Gilberto Mineiro é o que se pode chamar de uma cabeça pensante, inteligente e
provocador seja na música ou fora dela, embora geralmente procure canalizar as
suas discussões para o campo da qualidade musical, sendo implacável com aquilo
que ele considera de baixo nível. Com ele, sempre temos a garantia se uma boa
conversa.
Como apreciador do velho e bom rock and
roll eu também lá estava, totalmente envolvido por aquele recital de
guitarra, baixo e bateria no meio de jovens cabeludos, a maioria trajando
preto, alguns portando correntes e outros adereços punk, outros dançando as suas gingas e cabeçadas, mas tudo dentro
de muita alegria e – pasmem! – muita paz e ordem, ao contrário do que certamente
temiam os pais e acompanhantes, e também os donos de bar mal avisados.

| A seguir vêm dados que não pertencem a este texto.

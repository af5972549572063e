use chrono::NaiveDateTime;
use podlog_core::UniqueErrorGroup;

use crate::summary::{ErrorAnalysis, RequestAnalysis};

/// Truncate to at most `max` chars, marking the cut with `...`.
pub fn truncate(s: &str, max: usize) -> String {
    if s.chars().count() <= max {
        return s.to_string();
    }
    let keep = max.saturating_sub(3);
    let head: String = s.chars().take(keep).collect();
    format!("{head}...")
}

/// First line of a block, used as its one-line excerpt.
pub fn excerpt(text: &str, max: usize) -> String {
    truncate(text.lines().next().unwrap_or("").trim(), max)
}

fn format_seen(ts: Option<NaiveDateTime>) -> String {
    ts.map(|t| t.format("%Y-%m-%d %H:%M:%S").to_string())
        .unwrap_or_else(|| "-".to_string())
}

/// One-line summary of an error group.
/// Output: `[CRITICAL] x3 octavia (octavia-api-0) 2025-01-01 10:00:00: Amphora lost heartbeat`
pub fn format_group_line(group: &UniqueErrorGroup, max: usize) -> String {
    let traceback = if group.has_traceback { " [traceback]" } else { "" };
    format!(
        "[{}] x{} {} ({}) {}{}: {}",
        group.severity,
        group.count,
        group.service,
        group.pod_name,
        format_seen(group.first_seen),
        traceback,
        excerpt(&group.representative_text, max)
    )
}

/// Format an error analysis for terminal display.
pub fn format_error_summary(a: &ErrorAnalysis, top: usize) -> String {
    let mut out = String::new();
    out.push_str(&format!(
        "Errors since {} | Pods: {} analyzed, {} failed\n",
        a.since_time.format("%Y-%m-%d %H:%M:%S UTC"),
        a.pods_analyzed.len(),
        a.pods_failed.len()
    ));
    out.push_str(&format!(
        "Total: {} | Unique: {} | Critical: {}\n",
        a.total_errors, a.unique_count, a.critical_count
    ));

    if !a.counts_by_service.is_empty() {
        let services: Vec<String> = a
            .counts_by_service
            .iter()
            .map(|(service, count)| format!("{service}={count}"))
            .collect();
        out.push_str(&format!("By service: {}\n", services.join(", ")));
    }

    for (i, group) in a.unique_errors.iter().take(top).enumerate() {
        out.push_str(&format!("  {}. {}\n", i + 1, format_group_line(group, 100)));
    }
    if a.unique_errors.len() > top {
        out.push_str(&format!("  ... {} more\n", a.unique_errors.len() - top));
    }

    for f in &a.pods_failed {
        out.push_str(&format!("Failed: {} ({})\n", f.pod_name, f.reason));
    }
    out
}

/// Format a request analysis for terminal display.
pub fn format_request_summary(a: &RequestAnalysis) -> String {
    let mut out = String::new();
    out.push_str(&format!(
        "Requests: {} | Errors: {} (4xx: {}, 5xx: {}) | Success: {:.2}%\n",
        a.total_requests, a.error_requests, a.client_errors, a.server_errors, a.success_rate_percent
    ));
    out.push_str(&format!(
        "Response time: avg {:.3}s | min {:.3}s | max {:.3}s\n",
        a.avg_response_time, a.min_response_time, a.max_response_time
    ));
    for (service, reqs) in &a.by_service {
        let errors = reqs.iter().filter(|r| r.is_error).count();
        out.push_str(&format!("  {service}: {} requests, {errors} errors\n", reqs.len()));
    }
    for f in &a.pods_failed {
        out.push_str(&format!("Failed: {} ({})\n", f.pod_name, f.reason));
    }
    out
}

#[cfg(test)]
mod tests {
    use super::*;
    use crate::summary::{summarize_requests, PodFailure};
    use chrono::{TimeZone, Utc};
    use podlog_core::{ErrorBlock, PodCategory, PodDescriptor, RequestObservation, Severity};

    fn group(text: &str, severity: Severity) -> UniqueErrorGroup {
        UniqueErrorGroup::from_block(&ErrorBlock {
            pod_name: "octavia-api-0".into(),
            service: "octavia".into(),
            category: PodCategory::Service,
            timestamp: NaiveDateTime::parse_from_str("2025-01-01 10:00:00", "%Y-%m-%d %H:%M:%S").ok(),
            severity,
            raw_text: text.into(),
            normalized_text: text.into(),
            has_traceback: true,
            context_before: Vec::new(),
            context_after: Vec::new(),
        })
    }

    #[test]
    fn test_truncate() {
        assert_eq!(truncate("short", 10), "short");
        assert_eq!(truncate("abcdefghij", 6), "abc...");
        assert_eq!(truncate("ééééééé", 5), "éé...");
    }

    #[test]
    fn test_excerpt_uses_first_line() {
        assert_eq!(excerpt("  first line\n  second", 50), "first line");
        assert_eq!(excerpt("", 50), "");
    }

    #[test]
    fn test_group_line() {
        let line = format_group_line(&group("Amphora lost heartbeat\n  detail", Severity::Critical), 80);
        assert_eq!(
            line,
            "[CRITICAL] x1 octavia (octavia-api-0) 2025-01-01 10:00:00 [traceback]: Amphora lost heartbeat"
        );
    }

    #[test]
    fn test_error_summary() {
        let a = ErrorAnalysis {
            total_errors: 5,
            unique_errors: vec![group("boom", Severity::Error), group("bang", Severity::Error)],
            unique_count: 2,
            critical_count: 0,
            pods_analyzed: vec!["octavia-api-0".into()],
            pods_failed: vec![PodFailure::new("nova-api-0", "timed out")],
            counts_by_service: [("octavia".to_string(), 5)].into_iter().collect(),
            since_time: Utc.with_ymd_and_hms(2025, 1, 1, 0, 0, 0).unwrap(),
        };
        let out = format_error_summary(&a, 1);
        assert!(out.contains("Total: 5 | Unique: 2 | Critical: 0"));
        assert!(out.contains("By service: octavia=5"));
        assert!(out.contains("boom"));
        assert!(out.contains("... 1 more"));
        assert!(out.contains("Failed: nova-api-0 (timed out)"));
    }

    #[test]
    fn test_request_summary() {
        let pod = PodDescriptor {
            name: "nova-api-0".into(),
            service: "nova".into(),
            category: PodCategory::Service,
        };
        let ts = Utc.with_ymd_and_hms(2025, 1, 1, 0, 0, 0).unwrap();
        let reqs = vec![
            RequestObservation::new(&pod, ts, "GET", "/a", 200, 0.5),
            RequestObservation::new(&pod, ts, "GET", "/b", 500, 1.5),
        ];
        let out = format_request_summary(&summarize_requests(reqs, Vec::new(), Vec::new()));
        assert!(out.contains("Requests: 2 | Errors: 1 (4xx: 0, 5xx: 1) | Success: 50.00%"));
        assert!(out.contains("avg 1.000s | min 0.500s | max 1.500s"));
        assert!(out.contains("nova: 2 requests, 1 errors"));
    }
}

Aquilo foi o início de uma nova era.
Hoje em dia, as bandas de rock maranhense saíram da toca e se apresentam em diversos bares, pubs, restaurantes e casas noturnas, praias
e praças, puro em qualquer dos seus estilos ou na forma de blues, e ao contrário de que temiam os proprietários dos locais, a
distorção das guitarras e o frenesi da bateria seguem atraindo público de todos
os matizes.
Graças à teimosia de bandas pioneiras como Digital 4, Daphne, Alcmena, Whydia,
Camisa de Força e Paul Time, e mais tarde Página 57, The Mads, Pandha S.A. e tantas
outras, e graças ao trabalho de produção e divulgação de Gilberto, o rock passou a ser participante da cena
musical da cidade.
Enquanto eu acompanhava o entusiasmado balanço de uma das bandas daquele Equator
Rock Festival, um jovem com não mais do que quatorze anos me observava,
curioso.
Trajando roupas sem qualquer espalhafato e sem nenhuma parafernália que
denunciasse sua apreciação pelo que estava acontecendo no local, ele tomou
coragem e fez a pergunta que o estava intrigando, dada a minha idade avançada
para aquelas estripulias: “Mas, tio, você
gosta mesmo disso?!...”
Eu respondi com toda a sinceridade histórica que o momento merecia: “Meu filho, quando ‘isso’ começou a
acontecer, eu tinha mais ou menos a sua idade. E nunca mais parei de ouvir e de gostar...”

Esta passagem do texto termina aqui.